use anyhow::{anyhow, Context, Result};
use fs4::FileExt;
use log::debug;
use std::fs::{self, File, OpenOptions};
use std::path::{Path, PathBuf};

/// Exclusive claim on an install root, held from before the old tree is removed
/// until the new one is complete.
///
/// The lock lives next to the install root rather than inside it, since the root
/// itself is deleted and recreated. The lock file is left behind on release; only
/// the OS lock on it matters.
#[derive(Debug)]
pub struct InstallLock {
    file: File,
    path: PathBuf,
}

impl InstallLock {
    pub fn acquire(install_root: &Path) -> Result<Self> {
        let path = lock_path(install_root)?;
        if let Some(parent) = path.parent() {
            fs::create_dir_all(parent)
                .with_context(|| format!("failed to create {}", parent.display()))?;
        }

        let file = OpenOptions::new()
            .create(true)
            .truncate(false)
            .write(true)
            .open(&path)
            .with_context(|| format!("failed to open install lock: {}", path.display()))?;

        match file.try_lock_exclusive() {
            Ok(()) => {}
            Err(err) if err.raw_os_error() == fs4::lock_contended_error().raw_os_error() => {
                return Err(anyhow!(
                    "another install into {} is in progress (lock held on {})",
                    install_root.display(),
                    path.display()
                ));
            }
            Err(err) => {
                return Err(err)
                    .with_context(|| format!("failed to lock {}", path.display()));
            }
        }

        debug!("acquired install lock {}", path.display());
        Ok(Self { file, path })
    }

    pub fn path(&self) -> &Path {
        &self.path
    }
}

impl Drop for InstallLock {
    fn drop(&mut self) {
        let _ = FileExt::unlock(&self.file);
    }
}

pub(crate) fn lock_path(install_root: &Path) -> Result<PathBuf> {
    let parent = install_root
        .parent()
        .filter(|parent| !parent.as_os_str().is_empty())
        .ok_or_else(|| {
            anyhow!(
                "install root has no parent directory: {}",
                install_root.display()
            )
        })?;
    let name = install_root
        .file_name()
        .ok_or_else(|| anyhow!("install root has no name: {}", install_root.display()))?;

    let mut lock_name = std::ffi::OsString::from(".");
    lock_name.push(name);
    lock_name.push(".lock");
    Ok(parent.join(lock_name))
}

**DIRECTIONS FOR THIS TASK:** The entries above must be returned exactly.

**COMPLETED EXERCISE:**
use anyhow::{anyhow, Context, Result};
use fs4::FileExt;
use log::debug;
use std::fs::{self, File, OpenOptions};
use std::path::{Path, PathBuf};

/// Exclusive claim on an install root, held from before the old tree is removed
/// until the new one is complete.
///
/// The lock lives next to the install root rather than inside it, since the root
/// itself is deleted and recreated. The lock file is left behind on release; only
/// the OS lock on it matters.
#[derive(Debug)]
pub struct InstallLock {
    file: File,
    path: PathBuf,
}

impl InstallLock {
    pub fn acquire(install_root: &Path) -> Result<Self> {
        let path = lock_path(install_root)?;
        if let Some(parent) = path.parent() {
            fs::create_dir_all(parent)
                .with_context(|| format!("failed to create {}", parent.display()))?;
        }

        let file = OpenOptions::new()
            .create(true)
            .truncate(false)
            .write(true)
            .open(&path)
            .with_context(|| format!("failed to open install lock: {}", path.display()))?;

        match file.try_lock_exclusive() {
            Ok(()) => {}
            Err(err) if err.raw_os_error() == fs4::lock_contended_error().raw_os_error() => {
                return Err(anyhow!(
                    "another install into {} is in progress (lock held on {})",
                    install_root.display(),
                    path.display()
                ));
            }
            Err(err) => {
                return Err(err)
                    .with_context(|| format!("failed to lock {}", path.display()));
            }
        }

        debug!("acquired install lock {}", path.display());
        Ok(Self { file, path })
    }

    pub fn path(&self) -> &Path {
        &self.path
    }
}

impl Drop for InstallLock {
    fn drop(&mut self) {
        let _ = FileExt::unlock(&self.file);
    }
}

pub(crate) fn lock_path(install_root: &Path) -> Result<PathBuf> {
    let parent = install_root
        .parent()
        .filter(|parent| !parent.as_os_str().is_empty())
        .ok_or_else(|| {
            anyhow!(
                "install root has no parent directory: {}",
                install_root.display()
            )
        })?;
    let name = install_root
        .file_name()
        .ok_or_else(|| anyhow!("install root has no name: {}", install_root.display()))?;

    let mut lock_name = std::ffi::OsString::from(".");
    lock_name.push(name);
    lock_name.push(".lock");
    Ok(parent.join(lock_name))
}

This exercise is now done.